WOODRUFF wrote that more than 5,000 men from Joliet and Will County had fought in the Civil War. Of them, more than 500 had died. Many more had wounds they suffered for the rest of their lives.

Some of the most horrible deaths had been starvation in the Confederate prison at Andersonville. The county had lost 28 men in the prison.

In 1876, WOODRUFF published his book about the Civil War, titled Fifteen Years Ago Or The Patriotism of Will County. The book tells the history of each of the main regiments made up of local men as well as what was happening in Joliet.

The author wrote that he only knew of one Confederate man who had come from Joliet. The man’s name was John ROBERTS, who had worked in a local store selling horse collars, coffee and tobacco.

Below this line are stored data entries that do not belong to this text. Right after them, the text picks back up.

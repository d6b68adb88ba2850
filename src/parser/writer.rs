use std::fmt::Write;

use crate::model::Broadcast;

use super::lines::QUOTE_DASH;
use super::segments::{normalize_title, HOST_MARKER};

/// Serialize broadcasts back into the sigil-delimited text format.
///
/// Images are written before the dialogue as `![](path)` lines and every
/// utterance gets the quotation dash, so re-parsing the output yields the same
/// records for anything the free-text parser produced.
pub fn write_free_text(broadcasts: &[Broadcast]) -> String {
    let mut out = String::new();
    for (i, b) in broadcasts.iter().enumerate() {
        if i > 0 {
            out.push('\n');
        }
        write_broadcast(&mut out, b);
    }
    out
}

fn write_broadcast(out: &mut String, b: &Broadcast) {
    let _ = writeln!(out, "{}", normalize_title(&b.title));
    if let Some(host) = &b.host {
        let _ = writeln!(out, "{} {}", HOST_MARKER, host);
    }
    for image in &b.images {
        let _ = writeln!(out, "![]({})", image);
    }
    for u in &b.utterances {
        match &u.speaker_name {
            Some(name) => {
                let _ = writeln!(out, "{} {}: {}", QUOTE_DASH, name, u.text);
            }
            None => {
                let _ = writeln!(out, "{} {}", QUOTE_DASH, u.text);
            }
        }
    }
}

#[cfg(test)]
mod tests {
    use super::*;
    use crate::parser::free_text;

    #[test]
    fn layout() {
        let parsed = free_text::parse("📡 T\n🎙 Ann\n— Host: hi\n![](a.png)\n— plain");
        let text = write_free_text(&parsed);
        assert_eq!(text, "📡 T\n🎙 Ann\n![](a.png)\n— Host: hi\n— plain\n");
    }

    #[test]
    fn adds_missing_sigil() {
        let text = write_free_text(&[Broadcast::titled("Bare")]);
        assert_eq!(text, "📡 Bare\n");
    }

    #[test]
    fn efir_fixture_survives_rewrite() {
        let raw = std::fs::read_to_string("tests/fixtures/efir.txt").unwrap();
        let first = free_text::parse(&raw);
        let second = free_text::parse(&write_free_text(&first));
        assert_eq!(first, second);
    }
}
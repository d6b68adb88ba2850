mod loader;
mod settings;

use std::path::{Path, PathBuf};
use std::time::Instant;

use anyhow::{Context, Result};
use broadcast_feed::{parse_detailed, write_free_text, Feed, Format, Parsed};
use clap::{Parser, Subcommand};
use tracing::{info, warn};

use loader::Source;
use settings::Settings;

#[derive(Parser)]
#[command(name = "broadcast_feed", about = "Parse and search broadcast transcripts and article feeds")]
struct Cli {
    #[command(subcommand)]
    command: Commands,
}

#[derive(Subcommand)]
enum Commands {
    /// Parse one file and print its records
    Parse {
        path: PathBuf,
        /// free-text, flat-record or structured (default: from extension)
        #[arg(short, long)]
        format: Option<Format>,
        /// Print the feed as JSON
        #[arg(long)]
        json: bool,
        /// Sort articles newest first
        #[arg(long)]
        newest_first: bool,
    },
    /// Print titles of records matching a query
    Search {
        path: PathBuf,
        query: String,
        #[arg(short, long)]
        format: Option<Format>,
    },
    /// Load the first available candidate document, then parse it
    Load {
        /// Directory to look in (default: settings source_dir)
        #[arg(short, long, conflicts_with = "url")]
        dir: Option<PathBuf>,
        /// Base URL to fetch candidates from
        #[arg(short, long)]
        url: Option<String>,
        /// Only show records matching this query
        #[arg(short, long, default_value = "")]
        query: String,
    },
    /// Parse many files in parallel and report totals
    Batch {
        #[arg(required = true)]
        paths: Vec<PathBuf>,
    },
    /// Rewrite a document's broadcasts in the free-text format
    Export {
        path: PathBuf,
        #[arg(short, long)]
        format: Option<Format>,
    },
}

#[tokio::main]
async fn main() -> Result<()> {
    tracing_subscriber::fmt()
        .with_env_filter(
            tracing_subscriber::EnvFilter::try_from_default_env()
                .unwrap_or_else(|_| "info".into()),
        )
        .init();

    let t0 = Instant::now();
    let cli = Cli::parse();
    let settings = Settings::load()?;
    let configured_format = settings.declared_format()?;

    let result = match cli.command {
        Commands::Parse { path, format, json, newest_first } => {
            let mut parsed = parse_file(&path, format.or(configured_format))?;
            if newest_first {
                parsed.feed.sort_newest_first();
            }
            if json {
                println!("{}", serde_json::to_string_pretty(&parsed.feed)?);
            } else {
                print_feed(&parsed.feed);
                print_skipped(&parsed);
            }
            Ok(())
        }
        Commands::Search { path, query, format } => {
            let parsed = parse_file(&path, format.or(configured_format))?;
            let hits = parsed.feed.filter(&query);
            for title in hits.titles() {
                println!("{}", title);
            }
            println!("\n{} of {} {} match {:?}", hits.len(), parsed.feed.len(), parsed.feed.kind(), query);
            Ok(())
        }
        Commands::Load { dir, url, query } => {
            let source = match (url.or(settings.base_url.clone()), dir) {
                (_, Some(dir)) => Source::Dir(dir),
                (Some(url), None) => Source::Url(url),
                (None, None) => Source::Dir(settings.source_dir.clone()),
            };
            let loaded = loader::load_first(&source, &settings.candidates).await?;
            let format = configured_format.unwrap_or(loaded.format);
            let parsed = parse_detailed(&loaded.content, format)
                .with_context(|| format!("Failed to parse {}", loaded.name))?;
            println!("Loaded {} as {}", loaded.name, format);
            print_feed(&parsed.feed.filter(&query));
            print_skipped(&parsed);
            Ok(())
        }
        Commands::Batch { paths } => batch(&paths, configured_format),
        Commands::Export { path, format } => {
            let parsed = parse_file(&path, format.or(configured_format))?;
            match parsed.feed {
                Feed::Broadcasts(b) => {
                    print!("{}", write_free_text(&b));
                    Ok(())
                }
                Feed::Articles(_) => Err(anyhow::anyhow!(
                    "{} holds articles; only broadcasts can be exported as free text",
                    path.display()
                )),
            }
        }
    };

    let elapsed = t0.elapsed();
    if elapsed.as_secs() >= 1 {
        info!("Done in {:.1}s", elapsed.as_secs_f64());
    }

    result
}

fn parse_file(path: &Path, declared: Option<Format>) -> Result<Parsed> {
    let raw = std::fs::read_to_string(path).with_context(|| format!("Failed to read {:?}", path))?;
    let format = Format::resolve(declared, Some(path));
    parse_detailed(&raw, format).with_context(|| format!("Failed to parse {:?} as {}", path, format))
}

fn batch(paths: &[PathBuf], declared: Option<Format>) -> Result<()> {
    use indicatif::{ProgressBar, ProgressStyle};
    use rayon::prelude::*;

    let pb = ProgressBar::new(paths.len() as u64);
    pb.set_style(
        ProgressStyle::default_bar()
            .template("{spinner:.green} [{elapsed_precise}] [{bar:40.cyan/blue}] {pos}/{len} ({per_sec})")?
            .progress_chars("#>-"),
    );

    let results: Vec<(&PathBuf, Result<Parsed>)> = paths
        .par_iter()
        .map(|path| {
            let result = parse_file(path, declared);
            pb.inc(1);
            (path, result)
        })
        .collect();
    pb.finish_and_clear();

    let mut counts = BatchCounts::default();
    for (path, result) in &results {
        match result {
            Ok(parsed) => {
                match &parsed.feed {
                    Feed::Broadcasts(b) => counts.broadcasts += b.len(),
                    Feed::Articles(a) => counts.articles += a.len(),
                }
                counts.skipped += parsed.skipped.len();
                println!("{:<40} {:>5} {}", path.display(), parsed.feed.len(), parsed.feed.kind());
            }
            Err(e) => {
                counts.failed += 1;
                warn!("{:#}", e);
            }
        }
    }
    counts.print();
    Ok(())
}

#[derive(Default)]
struct BatchCounts {
    broadcasts: usize,
    articles: usize,
    skipped: usize,
    failed: usize,
}

impl BatchCounts {
    fn print(&self) {
        println!(
            "Parsed {} broadcasts, {} articles ({} records skipped, {} files failed).",
            self.broadcasts, self.articles, self.skipped, self.failed,
        );
    }
}

fn print_feed(feed: &Feed) {
    match feed {
        Feed::Broadcasts(broadcasts) => {
            for b in broadcasts {
                let host = b.host.as_deref().unwrap_or("-");
                println!(
                    "{} | host: {} | {} lines | {} images",
                    b.title,
                    host,
                    b.utterances.len(),
                    b.images.len()
                );
            }
        }
        Feed::Articles(articles) => {
            for a in articles {
                println!("{:>4} | {:<10} | {:<20} | {}", a.id, a.date, truncate(&a.author, 20), a.title);
            }
        }
    }
    println!("\n{} {}", feed.len(), feed.kind());
}

fn print_skipped(parsed: &Parsed) {
    if parsed.skipped.is_empty() {
        return;
    }
    println!("\n--- Skipped ---");
    for s in &parsed.skipped {
        println!("  #{}: {}", s.position, s.reason);
    }
}

fn truncate(s: &str, max: usize) -> String {
    if s.chars().count() <= max {
        s.to_string()
    } else {
        let truncated: String = s.chars().take(max).collect();
        format!("{}...", truncated)
    }
}

#[cfg(test)]
mod tests {
    use super::*;

    #[test]
    fn load_rejects_dir_with_url() {
        let res = Cli::try_parse_from(["broadcast_feed", "load", "--dir", "feeds", "--url", "https://example.com"]);
        assert_eq!(res.err().map(|e| e.kind()), Some(clap::error::ErrorKind::ArgumentConflict));
    }

    #[test]
    fn load_takes_either_source() {
        assert!(Cli::try_parse_from(["broadcast_feed", "load", "--dir", "feeds"]).is_ok());
        assert!(Cli::try_parse_from(["broadcast_feed", "load", "-u", "https://example.com"]).is_ok());
    }
}
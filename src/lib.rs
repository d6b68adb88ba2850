//! Format-detecting parser for broadcast transcripts and article feeds.
//!
//! Three encodings of the same content are supported: sigil-delimited free
//! text, pipe-delimited flat records and JSON arrays. Each is normalized into
//! a [`Feed`] of [`Broadcast`]s or [`Article`]s which can then be filtered
//! with [`matches`].

pub mod error;
pub mod model;
pub mod parser;
pub mod search;

pub use error::{ParseError, Result, SkippedRecord};
pub use model::{Article, Broadcast, Feed, Role, Utterance};
pub use parser::writer::write_free_text;
pub use parser::{parse, parse_detailed, parse_value, Content, Format, Parsed};
pub use search::{matches, Searchable};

ROBERTS served with a rebel cavalry troop that had fought the 20th Regiment at Britton’s Lane, Tenn. Near the end of the war, some Joliet soldiers had met ROBERTS, who was a guard at a southern hospital that had been captured.

He told the men who knew him that he had joined the Southern cavalry as soon as the war started. ROBERTS bragged about being one of the rebel soldiers who had killed a cavalry colonel from Bloomington in a battle at Coffeeville, Miss., in 1862.

ROBERTS asked about some of his friends in Joliet, but said he would never return to the city. He swore that he wouldn’t stop fighting Yankees.

“This so far as I know was the only Joliet rebel that took up arms,” WOODRUFF wrote.